START Entries provided

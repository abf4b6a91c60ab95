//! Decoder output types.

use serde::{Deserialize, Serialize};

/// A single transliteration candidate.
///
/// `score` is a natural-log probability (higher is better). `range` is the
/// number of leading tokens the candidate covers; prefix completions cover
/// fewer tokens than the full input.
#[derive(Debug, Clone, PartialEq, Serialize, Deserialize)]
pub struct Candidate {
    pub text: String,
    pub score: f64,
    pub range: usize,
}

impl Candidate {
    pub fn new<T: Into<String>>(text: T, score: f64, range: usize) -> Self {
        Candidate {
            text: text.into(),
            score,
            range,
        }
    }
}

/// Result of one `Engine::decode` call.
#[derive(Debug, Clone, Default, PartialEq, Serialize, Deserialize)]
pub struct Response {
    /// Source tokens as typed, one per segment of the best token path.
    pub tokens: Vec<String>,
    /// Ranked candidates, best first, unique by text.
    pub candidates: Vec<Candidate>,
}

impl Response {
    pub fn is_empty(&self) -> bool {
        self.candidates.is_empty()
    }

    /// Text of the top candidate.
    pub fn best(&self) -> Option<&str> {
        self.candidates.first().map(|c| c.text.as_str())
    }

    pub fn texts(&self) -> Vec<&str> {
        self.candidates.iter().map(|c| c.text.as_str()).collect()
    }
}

END Entries provided

Work instruction >>
Retrieve each line of the data in which the word "Clone" can be found.

Answer section >>
#[derive(Debug, Clone, PartialEq, Serialize, Deserialize)]
#[derive(Debug, Clone, Default, PartialEq, Serialize, Deserialize)]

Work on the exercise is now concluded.